Return exactly the lines of the entries, from the one with "let wins = outcomes.iter().filter(|r|" to the last.

......

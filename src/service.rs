//! Core-facing control surface. The transport layer (HTTP, IPC, whatever)
//! is expected to call these operations and marshal the snapshots; nothing
//! here knows about routing or request formats.

use crate::audio::{AudioInput, AudioOutput};
use crate::config::{ConfigStore, EchoParams, ParamsUpdate};
use crate::events::TriggerLog;
use crate::monitor;
use crate::playback::{self, TriggerError, TriggerOrigin};
use crate::state::{Measurement, SharedState, UpdateOutcome};
use anyhow::Result;
use serde::Serialize;
use std::sync::atomic::AtomicBool;
use std::sync::Arc;
use std::thread;

/// Echo-parameter block inside a status snapshot, including the live
/// playback indicators.
#[derive(Debug, Clone, Serialize)]
pub struct EchoStatus {
    pub delay_sec: f32,
    pub taps: u32,
    pub feedback: f32,
    pub start_vol: f32,
    pub end_vol: f32,
    pub frame_duration: f32,
    pub active: bool,
    pub level: f32,
}

/// Full status snapshot answered to `getStatus` queries.
#[derive(Debug, Clone, Serialize)]
pub struct StatusSnapshot {
    pub mic_enabled: bool,
    pub last_rms: f32,
    pub last_dbfs: f32,
    pub updated: f64,
    pub threshold_dbfs: f32,
    pub echo_params: EchoStatus,
    pub lockout_sec: f32,
}

/// Wires the shared state, audio devices, event sink, and parameter store
/// into the operations the control API needs.
#[derive(Clone)]
pub struct Service {
    state: Arc<SharedState>,
    input: Arc<dyn AudioInput>,
    output: Arc<dyn AudioOutput>,
    trigger_log: Arc<dyn TriggerLog>,
    store: Arc<ConfigStore>,
    sample_rate: u32,
}

impl Service {
    pub fn new(
        state: Arc<SharedState>,
        input: Arc<dyn AudioInput>,
        output: Arc<dyn AudioOutput>,
        trigger_log: Arc<dyn TriggerLog>,
        store: Arc<ConfigStore>,
        sample_rate: u32,
    ) -> Self {
        Self {
            state,
            input,
            output,
            trigger_log,
            store,
            sample_rate,
        }
    }

    /// Spawn the capture loop on its own thread. `shutdown` stops it; the
    /// binary passes a flag it never raises.
    pub fn spawn_monitor(&self, shutdown: Arc<AtomicBool>) -> thread::JoinHandle<()> {
        let state = self.state.clone();
        let input = self.input.clone();
        let output = self.output.clone();
        let trigger_log = self.trigger_log.clone();
        let sample_rate = self.sample_rate;
        thread::spawn(move || {
            monitor::run_capture_loop(state, input, output, trigger_log, sample_rate, shutdown)
        })
    }

    pub fn status(&self) -> StatusSnapshot {
        let params = self.state.params();
        let measurement = self.state.measurement();
        let lockout = self.state.lockout();
        StatusSnapshot {
            mic_enabled: lockout.capture_enabled,
            last_rms: measurement.rms,
            last_dbfs: measurement.dbfs,
            updated: measurement.updated,
            threshold_dbfs: params.threshold_dbfs,
            echo_params: EchoStatus {
                delay_sec: params.delay_sec,
                taps: params.taps,
                feedback: params.feedback,
                start_vol: params.start_vol,
                end_vol: params.end_vol,
                frame_duration: params.frame_duration,
                active: lockout.playback_active,
                level: lockout.echo_level,
            },
            lockout_sec: params.lockout_sec,
        }
    }

    pub fn measurement(&self) -> Measurement {
        self.state.measurement()
    }

    pub fn params(&self) -> EchoParams {
        self.state.params()
    }

    /// Apply a partial parameter update and persist the accepted fields.
    /// The write is synchronous; the caller returns as soon as it lands.
    pub fn update_params(&self, update: &ParamsUpdate) -> Result<UpdateOutcome> {
        let outcome = self.state.update_params(update);
        if outcome.changed {
            self.store.save(&outcome.params)?;
            tracing::info!("echo parameters updated");
        }
        for rejection in &outcome.rejected {
            tracing::warn!(
                field = rejection.field,
                reason = %rejection.reason,
                "rejected parameter update"
            );
        }
        Ok(outcome)
    }

    /// Capture one fresh frame and play it back as an echo. Refused while a
    /// playback holds the lockout; never logged to the event sink.
    pub fn trigger_manual(&self) -> Result<(), TriggerError> {
        if !self.state.capture_enabled() {
            return Err(TriggerError::LockedOut);
        }
        let params = self.state.params();
        let frames = (params.frame_duration as f64 * self.sample_rate as f64).max(1.0) as usize;
        let frame = self
            .input
            .acquire(frames)
            .map_err(TriggerError::Device)?;
        playback::spawn_echo(
            self.state.clone(),
            self.output.clone(),
            self.trigger_log.clone(),
            frame,
            self.sample_rate,
            TriggerOrigin::Manual,
        )?;
        tracing::info!("manual echo triggered");
        Ok(())
    }
}

#[cfg(test)]
mod tests {
    use super::*;
    use crate::events::{NullTriggerLog, TriggerEvent, TriggerLog};
    use anyhow::Result;
    use crossbeam_channel::{bounded, Receiver};
    use std::env;
    use std::fs;
    use std::path::PathBuf;
    use std::sync::atomic::{AtomicUsize, Ordering};
    use std::sync::Mutex;
    use std::time::{SystemTime, UNIX_EPOCH};

    fn temp_config_path(tag: &str) -> PathBuf {
        let unique = SystemTime::now()
            .duration_since(UNIX_EPOCH)
            .unwrap_or_default()
            .as_nanos();
        env::temp_dir().join(format!("echomon_{tag}_{unique}.json"))
    }

    struct LoudInput;

    impl AudioInput for LoudInput {
        fn acquire(&self, frames: usize) -> Result<Vec<f32>> {
            Ok(vec![0.5; frames])
        }
    }

    struct InstantOutput {
        plays: AtomicUsize,
    }

    impl InstantOutput {
        fn new() -> Arc<Self> {
            Arc::new(Self {
                plays: AtomicUsize::new(0),
            })
        }
    }

    impl AudioOutput for InstantOutput {
        fn play(&self, _buffer: Vec<f32>) -> Result<Receiver<()>> {
            self.plays.fetch_add(1, Ordering::SeqCst);
            let (tx, rx) = bounded(1);
            tx.send(()).unwrap();
            Ok(rx)
        }
    }

    struct RecordingLog {
        events: Mutex<Vec<TriggerEvent>>,
    }

    impl TriggerLog for RecordingLog {
        fn record(&self, event: &TriggerEvent) {
            self.events.lock().unwrap().push(event.clone());
        }
    }

    fn fast_params() -> EchoParams {
        EchoParams {
            delay_sec: 0.01,
            taps: 2,
            frame_duration: 0.01,
            ..EchoParams::default()
        }
    }

    fn service_with(
        params: EchoParams,
        output: Arc<dyn AudioOutput>,
        log: Arc<dyn TriggerLog>,
        store_path: &PathBuf,
    ) -> (Service, Arc<SharedState>) {
        let state = Arc::new(SharedState::new(params));
        let service = Service::new(
            state.clone(),
            Arc::new(LoudInput),
            output,
            log,
            Arc::new(ConfigStore::new(store_path)),
            16_000,
        );
        (service, state)
    }

    #[test]
    fn status_mirrors_state_and_params() {
        let path = temp_config_path("status");
        let (service, state) = service_with(
            fast_params(),
            InstantOutput::new(),
            Arc::new(NullTriggerLog),
            &path,
        );
        state.publish_measurement(crate::meter::Reading {
            rms: 0.4,
            dbfs: -8.0,
        });

        let status = service.status();
        assert!(status.mic_enabled);
        assert_eq!(status.last_rms, 0.4);
        assert_eq!(status.last_dbfs, -8.0);
        assert_eq!(status.threshold_dbfs, fast_params().threshold_dbfs);
        assert_eq!(status.echo_params.taps, 2);
        assert!(!status.echo_params.active);
        let _ = fs::remove_file(&path);
    }

    #[test]
    fn accepted_update_is_persisted_synchronously() {
        let path = temp_config_path("persist");
        let (service, _state) = service_with(
            fast_params(),
            InstantOutput::new(),
            Arc::new(NullTriggerLog),
            &path,
        );

        let outcome = service
            .update_params(&ParamsUpdate {
                threshold_dbfs: Some(-10.0),
                ..ParamsUpdate::default()
            })
            .unwrap();
        assert!(outcome.changed);
        assert_eq!(service.params().threshold_dbfs, -10.0);

        let persisted = ConfigStore::new(&path).load().unwrap();
        assert_eq!(persisted.threshold_dbfs, -10.0);
        let _ = fs::remove_file(&path);
    }

    #[test]
    fn rejected_fields_are_not_persisted() {
        let path = temp_config_path("reject");
        let (service, _state) = service_with(
            fast_params(),
            InstantOutput::new(),
            Arc::new(NullTriggerLog),
            &path,
        );

        let outcome = service
            .update_params(&ParamsUpdate {
                taps: Some(0),
                ..ParamsUpdate::default()
            })
            .unwrap();
        assert!(!outcome.changed);
        assert_eq!(outcome.rejected.len(), 1);
        assert!(!path.exists(), "nothing accepted, nothing written");
    }

    #[test]
    fn manual_trigger_plays_and_skips_the_event_sink() {
        let path = temp_config_path("manual");
        let output = InstantOutput::new();
        let log = Arc::new(RecordingLog {
            events: Mutex::new(Vec::new()),
        });
        let (service, state) = service_with(fast_params(), output.clone(), log.clone(), &path);

        service.trigger_manual().unwrap();
        // Playback runs on its own thread; wait for the lockout to clear.
        let start = std::time::Instant::now();
        while !state.capture_enabled() && start.elapsed() < std::time::Duration::from_secs(2) {
            thread::sleep(std::time::Duration::from_millis(10));
        }
        assert!(state.capture_enabled());
        assert_eq!(output.plays.load(Ordering::SeqCst), 1);
        assert!(log.events.lock().unwrap().is_empty(), "manual triggers are not logged");
        let _ = fs::remove_file(&path);
    }

    #[test]
    fn manual_trigger_is_rejected_while_locked_out() {
        let path = temp_config_path("locked");
        let (service, state) = service_with(
            fast_params(),
            InstantOutput::new(),
            Arc::new(NullTriggerLog),
            &path,
        );
        assert!(state.begin_lockout());

        assert!(matches!(
            service.trigger_manual(),
            Err(TriggerError::LockedOut)
        ));
        let _ = fs::remove_file(&path);
    }

    #[test]
    fn concurrent_manual_triggers_admit_exactly_one() {
        let path = temp_config_path("race");
        let output = InstantOutput::new();
        let (service, _state) = service_with(
            // long frame keeps the first playback alive while the second
            // request races it
            EchoParams {
                frame_duration: 0.3,
                delay_sec: 0.01,
                taps: 2,
                ..EchoParams::default()
            },
            output.clone(),
            Arc::new(NullTriggerLog),
            &path,
        );

        let mut handles = Vec::new();
        for _ in 0..2 {
            let service = service.clone();
            handles.push(thread::spawn(move || service.trigger_manual()));
        }
        let outcomes: Vec<_> = handles.into_iter().map(|h| h.join().unwrap()).collect();
        let wins = outcomes.iter().filter(|r| r.is_ok()).count();
        assert_eq!(wins, 1, "exactly one trigger may enter the lockout");
        assert!(outcomes
            .iter()
            .any(|r| matches!(r, Err(TriggerError::LockedOut))));
        let _ = fs::remove_file(&path);
    }
}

......

**Task result**
        let wins = outcomes.iter().filter(|r| r.is_ok()).count();
        assert_eq!(wins, 1, "exactly one trigger may enter the lockout");
        assert!(outcomes
            .iter()
            .any(|r| matches!(r, Err(TriggerError::LockedOut))));
        let _ = fs::remove_file(&path);
    }
}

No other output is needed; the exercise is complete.